[Stored data entries]
[Start of Attachment]
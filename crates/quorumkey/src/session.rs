//! key retrieval session
//!
//! ```text
//! ephemeral key ─▶ token commitment ─▶ resolve address (extended)
//!      │                                        │
//!      ▼                                        ▼
//! commitment quorum ─▶ share request ─▶ reconstruct ─▶ nonce tweak ─▶ key
//! ```
//!
//! the whole pipeline runs against a session timer. whichever of the
//! pipeline or the timer finishes first decides the outcome; the other
//! is ignored.

use std::sync::atomic::{AtomicBool, Ordering};
use std::sync::{Arc, Mutex};
use std::time::{SystemTime, UNIX_EPOCH};

use k256::Scalar;
use tokio::sync::oneshot;
use tokio::task::JoinHandle;
use tracing::{info, warn};
use zeroize::Zeroizing;

use crate::client::Client;
use crate::crypto::{token_commitment, EphemeralKeyPair};
use crate::curve::scalar_to_hex;
use crate::metadata::{MetadataService, Nonce};
use crate::rpc::{Commitment, NodeRpc, ShareRequest};
use crate::{Error, Result};

/// settle-once outcome slot
///
/// the first `fulfill` or `reject` wins; later calls return false and
/// their value is dropped.
pub struct Resolution<T> {
    decided: AtomicBool,
    tx: Mutex<Option<oneshot::Sender<Result<T>>>>,
}

impl<T> Resolution<T> {
    pub fn new() -> (Arc<Self>, oneshot::Receiver<Result<T>>) {
        let (tx, rx) = oneshot::channel();
        let slot = Arc::new(Self {
            decided: AtomicBool::new(false),
            tx: Mutex::new(Some(tx)),
        });
        (slot, rx)
    }

    pub fn fulfill(&self, value: T) -> bool {
        self.settle(Ok(value))
    }

    pub fn reject(&self, error: Error) -> bool {
        self.settle(Err(error))
    }

    pub fn is_decided(&self) -> bool {
        self.decided.load(Ordering::Acquire)
    }

    fn settle(&self, outcome: Result<T>) -> bool {
        if self
            .decided
            .compare_exchange(false, true, Ordering::AcqRel, Ordering::Acquire)
            .is_err()
        {
            return false;
        }
        let tx = match self.tx.lock() {
            Ok(mut guard) => guard.take(),
            Err(poisoned) => poisoned.into_inner().take(),
        };
        if let Some(tx) = tx {
            // receiver gone means the caller stopped waiting
            let _ = tx.send(outcome);
        }
        true
    }
}

/// aborts the wrapped task when dropped, including when the caller
/// abandons the session mid-flight
struct AbortOnDrop(JoinHandle<()>);

impl Drop for AbortOnDrop {
    fn drop(&mut self) {
        self.0.abort();
    }
}

/// the user's final private key and its address
pub struct FinalKeyMaterial {
    private_key: Zeroizing<String>,
    pub public_address: String,
}

impl FinalKeyMaterial {
    /// 64-char lowercase hex
    pub fn private_key(&self) -> &str {
        &self.private_key
    }
}

impl std::fmt::Debug for FinalKeyMaterial {
    fn fmt(&self, f: &mut std::fmt::Formatter<'_>) -> std::fmt::Result {
        f.debug_struct("FinalKeyMaterial")
            .field("public_address", &self.public_address)
            .finish_non_exhaustive()
    }
}

/// `(nonce + secret) mod n`, or the secret unchanged for a zero nonce
pub fn apply_nonce(secret: &Scalar, nonce: &Nonce) -> Scalar {
    if nonce.is_zero() {
        *secret
    } else {
        nonce.to_scalar() + secret
    }
}

fn unix_now() -> u64 {
    SystemTime::now()
        .duration_since(UNIX_EPOCH)
        .map(|d| d.as_secs())
        .unwrap_or_default()
}

impl<R: NodeRpc, M: MetadataService> Client<R, M> {
    /// recover the private key for a verifier id, bounded by the session timeout
    pub async fn retrieve_shares(
        &self,
        verifier: &str,
        verifier_id: &str,
        id_token: &str,
        extra_params: serde_json::Value,
    ) -> Result<FinalKeyMaterial> {
        let timeout = self.config.session_timeout;
        let (slot, mut outcome) = Resolution::new();

        let _timer = {
            let slot = slot.clone();
            AbortOnDrop(tokio::spawn(async move {
                tokio::time::sleep(timeout).await;
                if slot.reject(Error::Timeout(timeout)) {
                    warn!(?timeout, "retrieval session timed out");
                }
            }))
        };

        tokio::select! {
            biased;
            settled = &mut outcome => {
                return settled.unwrap_or(Err(Error::UnableToDerive));
            }
            result = self.derive_key(verifier, verifier_id, id_token, extra_params) => {
                match result {
                    Ok(key) => slot.fulfill(key),
                    Err(e) => slot.reject(e),
                };
            }
        }

        outcome.await.unwrap_or(Err(Error::UnableToDerive))
    }

    async fn derive_key(
        &self,
        verifier: &str,
        verifier_id: &str,
        id_token: &str,
        extra_params: serde_json::Value,
    ) -> Result<FinalKeyMaterial> {
        let session = EphemeralKeyPair::generate();
        let (temp_pub_x, temp_pub_y) = session.public_coordinates()?;

        let lookup = self.resolve_public_address(verifier, verifier_id, true).await?;
        let (Some(pub_key_x), Some(pub_key_y)) = (lookup.pub_key_x, lookup.pub_key_y) else {
            return Err(Error::UnableToDerive);
        };

        let commitment = Commitment {
            verifier: verifier.to_string(),
            token_commitment: token_commitment(id_token),
            temp_pub_x,
            temp_pub_y,
            timestamp: unix_now(),
        };
        let node_signatures = self.request_commitment(&commitment).await?;

        let request = ShareRequest {
            verifier: verifier.to_string(),
            verifier_id: verifier_id.to_string(),
            id_token: id_token.to_string(),
            node_signatures,
            extra_params,
        };
        let rebuilt = self
            .retrieve_and_reconstruct(&request, &pub_key_x, &pub_key_y, &session)
            .await?;

        let nonce = self.fetch_nonce(&rebuilt.pub_key_x, &rebuilt.pub_key_y).await?;
        let key = Zeroizing::new(apply_nonce(rebuilt.secret(), &nonce));

        info!(verifier, address = %lookup.address, "key retrieved");
        Ok(FinalKeyMaterial {
            private_key: Zeroizing::new(scalar_to_hex(&key)),
            public_address: lookup.address,
        })
    }
}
[End of Attachment]
#### Exercise objective:
Could you count how many lines in the records contain the word "rebuilt"? Only the number is needed.

#### Solution for this exercise:
3